The answer is to be an exact copy of the lines below running from the line with "let mut reasoning_changed = false;" down to the line with "Part::Text(text) if !text.synthetic", both ends included, and nothing more.

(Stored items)
####
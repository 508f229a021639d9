//! Pruning application pass: rewrite the live message list from the prune
//! sets.
//!
//! Pruned content is replaced in place, keeping the part (and its variant)
//! so hosts that expect a fixed part layout still find it. Every rewrite
//! leaves a marker, and a part that already carries its marker is skipped:
//! the same list may arrive again, either already rewritten or restored
//! from the host's original copy, and both must come out the same.

use serde_json::Value;
use std::collections::BTreeMap;
use tracing::trace;

use super::budget::estimate_tokens;
use super::hashes::{self, HashCategory, Location, SEGMENT_CLOSE, SEGMENT_OPEN};
use crate::session::{RewrittenText, SessionState, TextReplacement};
use crate::tools::summarize_args;
use crate::{Message, Part, ToolPart, ToolStatus};

/// Start of every pruned tool output. A body starting with it is never
/// rewritten again.
pub const PRUNED_PREFIX: &str = "[Output pruned:";

/// Prefix of tool outputs replaced by a caller summary.
pub const DISTILLED_PREFIX: &str = "[Distilled:";

/// Suffix of pruned text and reasoning previews.
pub const PREVIEW_SUFFIX: &str = "... [pruned]";

/// Prefix of text and reasoning replaced by a caller summary.
pub const TEXT_DISTILLED_PREFIX: &str = "[distilled]";

pub const SEGMENT_PLACEHOLDER: &str = "[segment pruned]";

/// Input strings longer than this are elided from pruned tool calls.
const MAX_INPUT_STRING: usize = 256;

/// Rewrite every pruned or distilled part from `start` onward. Returns how
/// many parts changed.
pub fn apply_prunes(
    state: &SessionState,
    messages: &mut [Message],
    start: usize,
    preview_chars: usize,
    chars_per_token: f64,
) -> usize {
    let mut rewritten = 0;

    for msg in messages.iter_mut().skip(start) {
        let mut reasoning_changed = false;
        for (part_idx, part) in msg.parts.iter_mut().enumerate() {
            let location = Location::Part {
                message_id: msg.id.clone(),
                part_index: part_idx,
            };
            let changed = match part {
                Part::Tool(tool) => prune_tool(state, tool, chars_per_token),
                Part::Text(text) if !text.synthetic => {
                    let mut changed = prune_segments(state, &msg.id, part_idx, &mut text.text);
                    changed |= prune_whole(
                        state,
                        HashCategory::Message,
                        &location,
                        &mut text.text,
                        preview_chars,
                    );
                    changed
                }
                Part::Reasoning(reasoning) => {
                    let changed = prune_whole(
                        state,
                        HashCategory::Reasoning,
                        &location,
                        &mut reasoning.text,
                        preview_chars,
                    );
                    reasoning_changed |= changed;
                    changed
                }
                _ => false,
            };
            if changed {
                rewritten += 1;
                trace!(message = %msg.id, part = part_idx, "Applied prune");
            }
        }
        if reasoning_changed {
            refresh_reasoning_mirror(msg);
        }
    }

    rewritten
}

/// Recompute `reasoning_content` from the message's reasoning parts when
/// the message carries tool calls and a mirror.
pub fn refresh_reasoning_mirror(msg: &mut Message) {
    if !msg.has_tool_calls() || msg.reasoning_content.is_none() {
        return;
    }
    let mirror: Vec<String> = msg
        .parts
        .iter()
        .filter_map(|p| match p {
            Part::Reasoning(r) => Some(hashes::strip(&r.text)),
            _ => None,
        })
        .collect();
    msg.reasoning_content = Some(mirror.join("\n"));
}

// ── Tool parts ─────────────────────────────────────────────────────

fn prune_tool(state: &SessionState, tool: &mut ToolPart, chars_per_token: f64) -> bool {
    if !state.prune.tools.contains(&tool.call_id) {
        return false;
    }
    let body = match tool.status {
        ToolStatus::Error => &mut tool.error,
        _ => &mut tool.output,
    };
    if body
        .as_deref()
        .is_some_and(|b| b.starts_with(PRUNED_PREFIX) || b.starts_with(DISTILLED_PREFIX))
    {
        return false;
    }

    let args = summarize_args(&tool.input, 80);
    let tokens = body
        .as_deref()
        .map_or(0, |b| estimate_tokens(&hashes::strip(b), chars_per_token));
    let placeholder = match state.prune.distilled.get(&tool.call_id) {
        Some(summary) => format!("{DISTILLED_PREFIX} {}({args})] {summary}", tool.tool),
        None => format!("{PRUNED_PREFIX} {}({args}), ~{tokens} tokens]", tool.tool),
    };
    *body = Some(placeholder);
    elide_long_strings(&mut tool.input);
    true
}

/// Replace long string values in tool input with a length note.
fn elide_long_strings(value: &mut Value) {
    match value {
        Value::String(s) if s.chars().count() > MAX_INPUT_STRING => {
            *s = format!("[elided {} chars]", s.chars().count());
        }
        Value::Array(items) => items.iter_mut().for_each(elide_long_strings),
        Value::Object(map) => map.values_mut().for_each(elide_long_strings),
        _ => {}
    }
}

// ── Text and reasoning parts ───────────────────────────────────────

fn prune_whole(
    state: &SessionState,
    category: HashCategory,
    location: &Location,
    text: &mut String,
    preview_chars: usize,
) -> bool {
    let Some(hash) = state.hashes.hash_of(category, location) else {
        return false;
    };
    if !state.prune.set(category).contains(hash) {
        return false;
    }
    let replacement = match state.prune.distilled.get(hash) {
        Some(summary) => {
            if text.starts_with(TEXT_DISTILLED_PREFIX) {
                return false;
            }
            format!("{TEXT_DISTILLED_PREFIX} {summary}")
        }
        None => {
            if text.ends_with(PREVIEW_SUFFIX) {
                return false;
            }
            let preview: String = hashes::strip(text).chars().take(preview_chars).collect();
            format!("{}{PREVIEW_SUFFIX}", preview.trim_end())
        }
    };
    *text = replacement;
    true
}

// ── Range replacements ─────────────────────────────────────────────

/// Apply stored range replacements to every text part from `start` onward.
/// Returns how many parts changed.
///
/// Runs before ids are injected, on text with its tags removed. The first
/// time a part has a replacement pending, its untagged text is kept as the
/// original that offsets refer to. The rewritten text is always rebuilt from
/// that original, so a part is changed only when it arrives as the original
/// again or when new replacements were added since the last pass.
pub fn apply_replacements(state: &mut SessionState, messages: &mut [Message], start: usize) -> usize {
    let SessionState {
        prune,
        applied,
        hashes: registry,
        ..
    } = state;
    if prune.replacements.is_empty() {
        return 0;
    }
    let mut by_part: BTreeMap<&str, BTreeMap<usize, Vec<&TextReplacement>>> = BTreeMap::new();
    for r in &prune.replacements {
        by_part
            .entry(r.message_id.as_str())
            .or_default()
            .entry(r.part_index)
            .or_default()
            .push(r);
    }

    let mut rewritten = 0;
    for msg in messages.iter_mut().skip(start) {
        for (part_idx, part) in msg.parts.iter_mut().enumerate() {
            let Part::Text(text) = part else {
                continue;
            };
            let Some(entries) = by_part
                .get(msg.id.as_str())
                .and_then(|parts| parts.get(&part_idx))
            else {
                continue;
            };
            if text.synthetic {
                continue;
            }
            let location = Location::Part {
                message_id: msg.id.clone(),
                part_index: part_idx,
            };
            if registry
                .hash_of(HashCategory::Message, &location)
                .is_some_and(|h| prune.messages.contains(h))
            {
                continue;
            }

            let current = hashes::strip(&text.text);
            let record = applied
                .rewritten
                .entry(format!("{}:{part_idx}", msg.id))
                .or_insert_with(|| RewrittenText {
                    original: current.clone(),
                    applied: 0,
                });
            if current != record.original && record.applied == entries.len() {
                continue;
            }

            let result = splice(&record.original, entries);
            record.applied = entries.len();
            if result == current {
                continue;
            }
            text.text = result;
            rewritten += 1;
            trace!(message = %msg.id, part = part_idx, "Applied range replacements");
        }
    }
    rewritten
}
####
**Written solution**
        let mut reasoning_changed = false;
        for (part_idx, part) in msg.parts.iter_mut().enumerate() {
            let location = Location::Part {
                message_id: msg.id.clone(),
                part_index: part_idx,
            };
            let changed = match part {
                Part::Tool(tool) => prune_tool(state, tool, chars_per_token),
                Part::Text(text) if !text.synthetic => {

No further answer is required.